There is a particular sense to it. Such marriages of convenience between the…two main contenders for their parties’ nominations are thought to unite the parties and to shore up whatever perceived deficiencies exist in the top candidates with the strengths of their chief rivals.In 1960, John Kennedy reassured a Southern region, traditionally Democratic but skeptical of his Roman Catholic faith, by asking Lyndon Johnson to be his Veep.
In 1980, after they sometimes seemed openly contemptuous of one another in their competition for the Republican nomination, Ronald Reagan and George H.W. Bush patched things up to make up their party’s ticket…
For Obama, having Clinton onboard is too risky.
Several reasons. First, she is the most polarizing political figure in the United States. By most accounts, she has a 48% disapproval rating, a far larger figure for anyone ever nominated by a major political party.
On top of that, Obama’s stock in trade is “change.” No matter how hard she tries to package herself as the candidate for change, Clinton represents for many Americans the same old “trash and burn” politics of character assassination practiced by our two most recent presidents, one named Bush and the other named Clinton. Senator Clinton herself has seemed to practice that questionable art throughout this process, particularly in recent weeks when, desperate to catch up to Obama, she has gone deeply negative.
Obama’s greatest weakness entering the fall, especially if the economy improves, will be national security. Few Democrats will be able to offer credentials in this area comparable to those of John McCain, a military veteran and one who has established what I would regard as limited bona fides in this area over a period of decades. (I say “limited” because, after all, McCain has never commanded military personnel, never been an ambassador, never worked at the State Department in a crisis situation, never been president. It’s hard to get national security experience apart from such circumstances.) And despite the now-famous “It’s three-o’clock in the morning…” Clinton TV ad, she is no more credentialed in this area than Obama.

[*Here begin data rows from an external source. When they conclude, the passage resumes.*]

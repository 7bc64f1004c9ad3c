pub mod bark;
pub mod chips;
pub mod defective;
pub mod engine;
pub mod logistics;
pub mod sawdust;
pub mod scraps;

pub use engine::RulesEngine;

use crate::models::{Conclusion, ConclusionKind, FactSnapshot, Predicate};
use std::collections::BTreeSet;

/// Material family a rule belongs to.
#[derive(Debug, Clone, Copy, PartialEq, Eq, PartialOrd, Ord, Hash)]
pub enum Family {
    Bark,
    Sawdust,
    Chips,
    Scraps,
    Defective,
    Logistics,
}

impl Family {
    pub fn as_str(&self) -> &'static str {
        match self {
            Family::Bark => "Corteza",
            Family::Sawdust => "Aserrín",
            Family::Chips => "Chips",
            Family::Scraps => "Retazos",
            Family::Defective => "Madera con fallas",
            Family::Logistics => "Logística",
        }
    }
}

impl std::fmt::Display for Family {
    fn fmt(&self, f: &mut std::fmt::Formatter<'_>) -> std::fmt::Result {
        write!(f, "{}", self.as_str())
    }
}

/// Trait for byproduct classification rules
pub trait Rule: Send + Sync {
    /// Stable identifier, e.g. `R07`
    fn id(&self) -> &'static str;

    /// Human-readable name
    fn name(&self) -> &'static str;

    fn family(&self) -> Family;

    fn kind(&self) -> ConclusionKind;

    fn conclusion(&self) -> Conclusion;

    /// Whether the condition holds. Must never panic on missing facts.
    fn holds(&self, ctx: &RuleContext) -> bool;
}

/// A rule defined as a row of the rule table.
pub struct RuleDef {
    pub id: &'static str,
    pub name: &'static str,
    pub family: Family,
    pub kind: ConclusionKind,
    pub conclusion: Conclusion,
    pub condition: fn(&RuleContext) -> bool,
}

impl Rule for RuleDef {
    fn id(&self) -> &'static str {
        self.id
    }

    fn name(&self) -> &'static str {
        self.name
    }

    fn family(&self) -> Family {
        self.family
    }

    fn kind(&self) -> ConclusionKind {
        self.kind
    }

    fn conclusion(&self) -> Conclusion {
        self.conclusion
    }

    fn holds(&self, ctx: &RuleContext) -> bool {
        (self.condition)(ctx)
    }
}

/// Read-only view a condition is evaluated against.
///
/// Every comparison against an unset predicate is false, so negating a
/// condition that reads an unknown fact yields true (negation as failure).
pub struct RuleContext<'a> {
    facts: &'a FactSnapshot,
    partials: &'a BTreeSet<Conclusion>,
}

impl<'a> RuleContext<'a> {
    pub fn new(facts: &'a FactSnapshot, partials: &'a BTreeSet<Conclusion>) -> Self {
        Self { facts, partials }
    }

    pub fn is(&self, predicate: Predicate, atom: &str) -> bool {
        self.facts.atom(predicate) == Some(atom)
    }

    pub fn is_any(&self, predicate: Predicate, atoms: &[&str]) -> bool {
        self.facts
            .atom(predicate)
            .is_some_and(|value| atoms.contains(&value))
    }

    pub fn num(&self, predicate: Predicate) -> Option<f64> {
        self.facts.number(predicate)
    }

    /// `value >= threshold`
    pub fn at_least(&self, predicate: Predicate, threshold: f64) -> bool {
        self.num(predicate).is_some_and(|v| v >= threshold)
    }

    /// `value > threshold`
    pub fn above(&self, predicate: Predicate, threshold: f64) -> bool {
        self.num(predicate).is_some_and(|v| v > threshold)
    }

    /// `value < threshold`
    pub fn below(&self, predicate: Predicate, threshold: f64) -> bool {
        self.num(predicate).is_some_and(|v| v < threshold)
    }

    /// `value <= threshold`
    pub fn at_most(&self, predicate: Predicate, threshold: f64) -> bool {
        self.num(predicate).is_some_and(|v| v <= threshold)
    }

    /// Membership in the partial conclusions derived by the first pass.
    pub fn partial(&self, conclusion: Conclusion) -> bool {
        self.partials.contains(&conclusion)
    }
}


#[cfg(test)]
mod tests {
    use super::testing::Facts;
    use super::*;

    #[test]
    fn comparisons_against_unknown_facts_fail() {
        let facts = Facts::new();
        let ctx = RuleContext::new(&facts.facts, &facts.partials);
        assert!(!ctx.is(Predicate::Tipo, "chips"));
        assert!(!ctx.at_least(Predicate::Volumen, 0.0));
        assert!(!ctx.below(Predicate::Humedad, 100.0));
        assert!(!ctx.partial(Conclusion::ProducirChips));
    }

    #[test]
    fn threshold_inclusivity() {
        let facts = Facts::new().num(Predicate::Humedad, 9.0);
        let ctx = RuleContext::new(&facts.facts, &facts.partials);
        assert!(!ctx.below(Predicate::Humedad, 9.0));
        assert!(ctx.at_most(Predicate::Humedad, 9.0));
        assert!(ctx.at_least(Predicate::Humedad, 9.0));
        assert!(!ctx.above(Predicate::Humedad, 9.0));
    }

    #[test]
    fn atoms_and_numbers_do_not_mix() {
        let facts = Facts::new().atom(Predicate::Volumen, "alto");
        let ctx = RuleContext::new(&facts.facts, &facts.partials);
        assert!(!ctx.at_least(Predicate::Volumen, 0.0));
        assert!(ctx.is(Predicate::Volumen, "alto"));
    }
}
//! Sawdust rules.
//!
//! Pelletizing viability is a partial conclusion with two entry paths: a
//! large dry lot with strong pellet demand, or any lot above the floor that
//! is dry enough for the press on its own. Storage decisions only apply to
//! lots that were found pelletizable.

use super::{Family, Rule, RuleContext, RuleDef};
use crate::models::{Conclusion, ConclusionKind, Predicate};

/// Lots below this volume are not worth handling.
pub const VOLUME_FLOOR: f64 = 5.0;
/// Occupancy percent above which pellets must be sold instead of stored.
pub const STORAGE_LIMIT: f64 = 90.0;

fn is_sawdust(ctx: &RuleContext) -> bool {
    ctx.is(Predicate::Tipo, "aserrin")
}

fn above_floor(ctx: &RuleContext) -> bool {
    is_sawdust(ctx) && ctx.at_least(Predicate::Volumen, VOLUME_FLOOR)
}

fn pelletizable(ctx: &RuleContext) -> bool {
    is_sawdust(ctx) && ctx.partial(Conclusion::AptoPelletizacion)
}

pub(crate) fn bulk_pellets(ctx: &RuleContext) -> bool {
    is_sawdust(ctx)
        && ctx.at_least(Predicate::Volumen, 200.0)
        && ctx.is(Predicate::DemandaPellets, "alta")
        && ctx.is(Predicate::MaqPelletizadora, "si")
        && ctx.below(Predicate::Humedad, 15.0)
}

pub(crate) fn dry_pellets(ctx: &RuleContext) -> bool {
    above_floor(ctx)
        && ctx.is(Predicate::MaqPelletizadora, "si")
        && ctx.below(Predicate::Humedad, 9.0)
}

pub(crate) fn sell_raw(ctx: &RuleContext) -> bool {
    above_floor(ctx)
        && !ctx.partial(Conclusion::AptoPelletizacion)
        && ctx.is(Predicate::DemandaPellets, "alta")
}

pub(crate) fn discard_no_demand(ctx: &RuleContext) -> bool {
    above_floor(ctx)
        && !ctx.partial(Conclusion::AptoPelletizacion)
        && ctx.is(Predicate::DemandaPellets, "baja")
}

pub(crate) fn discard_small(ctx: &RuleContext) -> bool {
    is_sawdust(ctx) && ctx.below(Predicate::Volumen, VOLUME_FLOOR)
}

pub(crate) fn sell_on_price_spike(ctx: &RuleContext) -> bool {
    above_floor(ctx)
        && ctx.is(Predicate::PrecioPellet, "alto")
        && ctx.is(Predicate::VolatilidadPellet, "alta")
}

pub(crate) fn storage_full(ctx: &RuleContext) -> bool {
    pelletizable(ctx) && ctx.above(Predicate::CapacidadAlmacenamiento, STORAGE_LIMIT)
}

pub(crate) fn storage_free(ctx: &RuleContext) -> bool {
    pelletizable(ctx) && ctx.at_most(Predicate::CapacidadAlmacenamiento, STORAGE_LIMIT)
}

pub fn rules() -> Vec<Box<dyn Rule>> {
    let row = |id, name, kind, conclusion, condition| -> Box<dyn Rule> {
        Box::new(RuleDef {
            id,
            name,
            family: Family::Sawdust,
            kind,
            conclusion,
            condition,
        })
    };
    use ConclusionKind::{Optimal, Partial};

    vec![
        row("R06", "Bulk pelletizing", Partial, Conclusion::AptoPelletizacion, bulk_pellets),
        row("R07", "Dry sawdust pelletizing", Partial, Conclusion::AptoPelletizacion, dry_pellets),
        row("R08", "Sell raw sawdust", Optimal, Conclusion::VenderAserrin, sell_raw),
        row("R08B", "Discard without demand", Optimal, Conclusion::DescartarAserrin, discard_no_demand),
        row("R08C", "Discard small lot", Optimal, Conclusion::DescartarAserrin, discard_small),
        row("R09", "Sell on pellet price spike", Optimal, Conclusion::VenderAserrin, sell_on_price_spike),
        row("R10", "Storage full, sell pellets", Optimal, Conclusion::ForzarVentaInmediata, storage_full),
        row("R10B", "Store pellets", Optimal, Conclusion::AlmacenarPellet, storage_free),
    ]
}

#[cfg(test)]
mod tests {
    use super::*;
    use crate::logic::rules::testing::Facts;

    fn sawdust(volume: f64, humidity: f64) -> Facts {
        Facts::new()
            .atom(Predicate::Tipo, "aserrin")
            .num(Predicate::Volumen, volume)
            .num(Predicate::Humedad, humidity)
    }

    #[test]
    fn dry_lot_with_press_is_pelletizable() {
        let facts = sawdust(10.0, 8.0).atom(Predicate::MaqPelletizadora, "si");
        assert!(facts.holds(dry_pellets));
        assert!(!facts.holds(bulk_pellets));
    }

    #[test]
    fn humidity_cutoff_is_strict() {
        let facts = sawdust(10.0, 9.0).atom(Predicate::MaqPelletizadora, "si");
        assert!(!facts.holds(dry_pellets));
    }

    #[test]
    fn bulk_path_tolerates_more_moisture() {
        let facts = sawdust(200.0, 14.0)
            .atom(Predicate::MaqPelletizadora, "si")
            .atom(Predicate::DemandaPellets, "alta");
        assert!(facts.holds(bulk_pellets));
        assert!(!facts.holds(dry_pellets));

        let facts = sawdust(199.0, 14.0)
            .atom(Predicate::MaqPelletizadora, "si")
            .atom(Predicate::DemandaPellets, "alta");
        assert!(!facts.holds(bulk_pellets));
    }

    #[test]
    fn no_press_means_no_pellets() {
        let facts = sawdust(500.0, 5.0)
            .atom(Predicate::MaqPelletizadora, "no")
            .atom(Predicate::DemandaPellets, "alta");
        assert!(!facts.holds(bulk_pellets));
        assert!(!facts.holds(dry_pellets));
        assert!(facts.holds(sell_raw));
    }

    #[test]
    fn volume_floor_is_inclusive() {
        assert!(sawdust(4.99, 20.0).holds(discard_small));
        assert!(!sawdust(5.0, 20.0).holds(discard_small));
        assert!(sawdust(5.0, 20.0)
            .atom(Predicate::DemandaPellets, "baja")
            .holds(discard_no_demand));
    }

    #[test]
    fn pelletizable_lots_are_not_sold_raw() {
        let facts = sawdust(50.0, 5.0)
            .atom(Predicate::DemandaPellets, "alta")
            .partial(Conclusion::AptoPelletizacion);
        assert!(!facts.holds(sell_raw));
        assert!(!facts.holds(discard_no_demand));
    }

    #[test]
    fn storage_limit_boundary() {
        let at = |capacity| {
            sawdust(50.0, 5.0)
                .num(Predicate::CapacidadAlmacenamiento, capacity)
                .partial(Conclusion::AptoPelletizacion)
        };
        assert!(at(90.0).holds(storage_free));
        assert!(!at(90.0).holds(storage_full));
        assert!(at(90.5).holds(storage_full));
        assert!(!at(90.5).holds(storage_free));
    }

    #[test]
    fn price_spike_sells() {
        let facts = sawdust(5.0, 30.0)
            .atom(Predicate::PrecioPellet, "alto")
            .atom(Predicate::VolatilidadPellet, "alta");
        assert!(facts.holds(sell_on_price_spike));
        assert!(!facts
            .atom(Predicate::VolatilidadPellet, "baja")
            .holds(sell_on_price_spike));
    }
}
use crate::config::WorkerMode;
use clap::{Parser, Subcommand};
use std::path::PathBuf;

#[derive(Parser)]
#[command(name = "ecowood", version, about = "Wood byproduct lot classifier")]
pub struct Cli {
    #[command(subcommand)]
    pub command: Commands,

    /// Path to config.yaml
    #[arg(short, long, global = true)]
    pub config: Option<PathBuf>,

    /// Override SQLite data directory
    #[arg(short, long, global = true)]
    pub data_dir: Option<PathBuf>,

    /// Increase log verbosity (-v for debug, -vv for trace)
    #[arg(short, long, action = clap::ArgAction::Count, global = true)]
    pub verbose: u8,
}

#[derive(Subcommand)]
pub enum Commands {
    /// Analyze one lot (request JSON from a file, or stdin when omitted)
    Analyze {
        input: Option<PathBuf>,

        /// Print the wire response instead of a summary
        #[arg(long)]
        json: bool,

        /// Include the normalized facts in the summary
        #[arg(long)]
        facts: bool,

        /// Reject numeric fields that are not numbers instead of reading them as zero
        #[arg(long)]
        strict: bool,

        /// Do not store the result in the analysis history
        #[arg(long)]
        no_history: bool,

        /// Worker isolation, overriding the config file
        #[arg(long, value_enum)]
        mode: Option<WorkerMode>,
    },
    /// Evaluate one request from stdin and write the response to stdout
    #[command(hide = true)]
    Worker,
    /// List the rule catalog
    Rules,
    /// Manage the machinery catalog
    Machines {
        #[command(subcommand)]
        action: MachineCommand,
    },
    /// Show recent analyses
    History {
        #[arg(short = 'n', long, default_value_t = 10)]
        limit: usize,
    },
    /// Re-run interactive setup
    Init,
    /// Validate config and database
    Check,
}

#[derive(Subcommand)]
pub enum MachineCommand {
    /// List machines and machine types
    List,
    /// Register a machine
    Add {
        name: String,

        /// Machine type code or name (e.g. chipeadora, "Finger Joint")
        #[arg(short = 't', long = "type")]
        machine_type: String,

        /// Register the machine as out of service
        #[arg(long)]
        unavailable: bool,
    },
    /// Mark a machine as available or not
    SetAvailable {
        id: i64,

        #[arg(action = clap::ArgAction::Set, value_parser = clap::builder::BoolishValueParser::new())]
        available: bool,
    },
    /// Remove a machine
    Remove { id: i64 },
}

#[cfg(test)]
mod tests {
    use super::*;
    use clap::CommandFactory;

    #[test]
    fn cli_definition_is_valid() {
        Cli::command().debug_assert();
    }

    #[test]
    fn parses_analyze_flags() {
        let cli = Cli::try_parse_from([
            "ecowood", "analyze", "lot.json", "--strict", "--mode", "process", "-vv",
        ])
        .unwrap();
        assert_eq!(cli.verbose, 2);
        match cli.command {
            Commands::Analyze {
                input,
                strict,
                mode,
                no_history,
                ..
            } => {
                assert_eq!(input, Some(PathBuf::from("lot.json")));
                assert!(strict);
                assert!(!no_history);
                assert_eq!(mode, Some(WorkerMode::Process));
            }
            _ => panic!("expected analyze"),
        }
    }

    #[test]
    fn parses_machine_availability() {
        let cli = Cli::try_parse_from(["ecowood", "machines", "set-available", "3", "no"]).unwrap();
        match cli.command {
            Commands::Machines {
                action: MachineCommand::SetAvailable { id, available },
            } => {
                assert_eq!(id, 3);
                assert!(!available);
            }
            _ => panic!("expected machines set-available"),
        }
    }
}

Some are arguing that Obama needs to get the so-called “Clinton Democrats” with him for the fall campaign and that the best way to do that is to ask Hillary Clinton to be his running mate.
But there’s another word for the Clinton Democrats: Democrats.
If the Democratic Party’s nominee in 2008 cannot count on the automatic support of nearly all who consider themselves Dems, there is something seriously wrong with the Democratic brand. The current president and his policies are repudiated by 70% of the electorate, his policies anathema to Democrats of all stripes. Democrats are likely to vote for the Democratic nominee this fall, no matter who that nominee is.
What Barack Obama needs to do is expand his party’s base and he needs to assure more conservative voters in the general electorate, especially those interested in national security issues, that he is a safe choice for the presidency.
That’s why I think that Chris Cilizza’s suggestion that the Obama campaign is looking at former Georgia senator Sam Nunn for vice president is so intriguing. Nunn can be classified as a “conservative Democrat,” a reputation burnished by his time as chair of the Senate Armed Services Committee.
In some ways, Clinton and Obama have had the same deficiencies as candidates for their party’s presidential nomination. Each is relatively inexperienced. Each is perceived, by the general electorate, if not by Democrats, as tending toward elitism. Neither has national security experience. Neither has administrative experience. These are their weaknesses in going into the fall. For Obama to add Clinton to his ticket only doubles his troubles, making growing his base and thereby, increasing his chances of victory, more problematic.
A running mate like Nunn or some other more moderate Democrat with strong national security credentials would more readily compensate for perceived gaps in the Obama resume and boost his prospects for victory in November considerably.